Task 2: What objects leak?
--------------------------
So let's have a closer look at the diff. We see 5 new `dicts` and `strings`, a
bit more memory usage by `lists`, 3 `wakeup` and `__call__` instance methods, 3
`CallWrapper` and 1 `ListedToplevel`. We know the standard types, but the last
couple of objects seem to be from IDLE.
We ignore the standard type objects for now. It is more likely that these are
only children of some other instances which are causing the leak.
We start with the `ListedTopLevel` object. One invocation of `File->Path
Browser` and one more of this type looks like this object is not garbage
collected, although it should have been. Searching for `ListedTopLevel` in
`idlelib/` reveals that is the base class to all window objects of IDLE. We can
assume that opening the Path Browser, a new window object is created, but
closing the window does not remove the reference.
Next, we take a look at the `wakeup` instance method of which we have three more
on each invocation. Searching the code, we find it to be defined in
`idlelib/WindowList.py`. This piece of code is used to give users of IDLE a list
of currently open windows. Every time a new window is created, it will be added
to the `Windows` menu, from where the user can select any open window. `wakeup`
is the method which will bring the selected window up front. Adding a window
calls menu.add_command, linking menu and the wakeup command together.
.. _menu_add_command:
.. code-block:: python
menu.add_command(label=title, command=window.wakeup)
So we are getting closer. Only `__call__` and `Tkinter.CallWrapper` are left. As
the name indicates, the latter is located in the Tkinter module, which is part
of the standard library of Python. So let's dive into it. The CallWrapper
docstring states::
Internal class. Stores function to call when some user defined Tcl function is
called e.g. after an event occurred.
Also, CallWrapper contains a method called `__call__`, which is used to invoke
the stored function call. A CallWrapper is created by the method `_register`
which then creates a command (Tk speak) and adds it's name to a list called
`self._tclCommands`.
So what do we know so far? Every time a Path Browser is opened, a window is
created, but not deleted when closed again. It has something to do with the
`wakeup` method of the window. This method is wrapped as a Tcl command and then
linked to the window list menu. Also, we have traced this wrapping back to
Tkinter library, where names of the function wrappers are stored in an attribute
called `_tclCommands`.
This brings us to the third question.
Task 3: Where is the leak?
--------------------------
`_tclCommands` stores the names of all commands linked to a widget. The base
class for interior widgets (of which the menu is one), has a method called
`destroy` which::
Delete all Tcl commands created for this widget in the Tcl
interpreter.
as well as a method `deletecommand` which deletes a single Tcl command.
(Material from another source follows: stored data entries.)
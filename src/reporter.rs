//! Per-location pipeline: fetch, window, format, emit

use chrono::{DateTime, Utc};
use futures::stream::{self, StreamExt};
use tracing::{info, instrument, warn};

use crate::ReporterError;
use crate::format::format_report;
use crate::models::Location;
use crate::output::ReportSink;
use crate::provider::ForecastProvider;
use crate::report::{Report, ReportSettings};

/// Result for a single location
#[derive(Debug)]
pub struct LocationOutcome {
    pub location: String,
    pub result: Result<Report, ReporterError>,
}

/// Outcomes of one run, in input order
#[derive(Debug, Default)]
pub struct RunSummary {
    pub outcomes: Vec<LocationOutcome>,
}

impl RunSummary {
    /// Reports that were produced and emitted
    pub fn reports(&self) -> impl Iterator<Item = &Report> {
        self.outcomes.iter().filter_map(|o| o.result.as_ref().ok())
    }

    /// Locations that failed, with their error
    pub fn failures(&self) -> impl Iterator<Item = (&str, &ReporterError)> {
        self.outcomes
            .iter()
            .filter_map(|o| o.result.as_ref().err().map(|e| (o.location.as_str(), e)))
    }

    #[must_use]
    pub fn succeeded(&self) -> usize {
        self.reports().count()
    }

    #[must_use]
    pub fn failed(&self) -> usize {
        self.failures().count()
    }

    /// True when no location failed (an empty run is a success)
    #[must_use]
    pub fn is_success(&self) -> bool {
        self.failed() == 0
    }
}

/// Produces one report per location from a forecast provider and hands it
/// to a sink.
///
/// A failure for one location is recorded in the summary and does not stop
/// the remaining locations.
pub struct ForecastReporter<P, S> {
    provider: P,
    sink: S,
    settings: ReportSettings,
}

impl<P, S> ForecastReporter<P, S>
where
    P: ForecastProvider,
    S: ReportSink,
{
    pub fn new(provider: P, sink: S, settings: ReportSettings) -> Self {
        Self {
            provider,
            sink,
            settings,
        }
    }

    pub fn provider(&self) -> &P {
        &self.provider
    }

    pub fn sink(&self) -> &S {
        &self.sink
    }

    /// Report on every location as of the current time
    pub async fn run(&self, locations: &[Location]) -> RunSummary {
        self.run_at(locations, Utc::now()).await
    }

    /// Report on every location as of `now`.
    ///
    /// Up to `settings.concurrency` locations are in flight at once; outcomes
    /// keep the order of `locations`.
    pub async fn run_at(&self, locations: &[Location], now: DateTime<Utc>) -> RunSummary {
        let concurrency = self.settings.concurrency.max(1);
        info!(
            "Processing {} location(s), concurrency {concurrency}",
            locations.len()
        );

        let outcomes: Vec<LocationOutcome> = stream::iter(locations)
            .map(|location| async move {
                LocationOutcome {
                    location: location.name.clone(),
                    result: self.process(location, now).await,
                }
            })
            .buffered(concurrency)
            .collect()
            .await;

        let summary = RunSummary { outcomes };
        for (location, error) in summary.failures() {
            warn!(location, "No report produced: {error}");
        }
        info!(
            "Run complete: {} succeeded, {} failed",
            summary.succeeded(),
            summary.failed()
        );
        summary
    }

    #[instrument(skip(self, location, now), fields(location = %location.name))]
    async fn process(
        &self,
        location: &Location,
        now: DateTime<Utc>,
    ) -> Result<Report, ReporterError> {
        let forecast = self
            .provider
            .fetch_forecast(location)
            .await
            .map_err(|e| ReporterError::provider(&location.name, e))?;

        let report = Report::build(location.clone(), &forecast, now, &self.settings);
        self.sink.emit(&format_report(&report))?;
        Ok(report)
    }
}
Both
remove commands as by there name. Among them, we find our CallWrappers'
`__call__` used to wrap the wakeup of the Path Browser window.
So we should expect at least either one to be invoked when a window is closed
(best would be the invocation of only deletecommand). This would also go in line
with `menu.add_command` we identified :ref:`above<menu_add_command>`. And
indeed, in `idlelib/EditorWindow.py`, `menu.delete` is called. So where is the
problem?
We return to `Tkinter.py` and have a closer look at `delete` method::
def delete(self, index1, index2=None):
"""Delete menu items between INDEX1 and INDEX2 (not included)."""
self.tk.call(self._w, 'delete', index1, index2)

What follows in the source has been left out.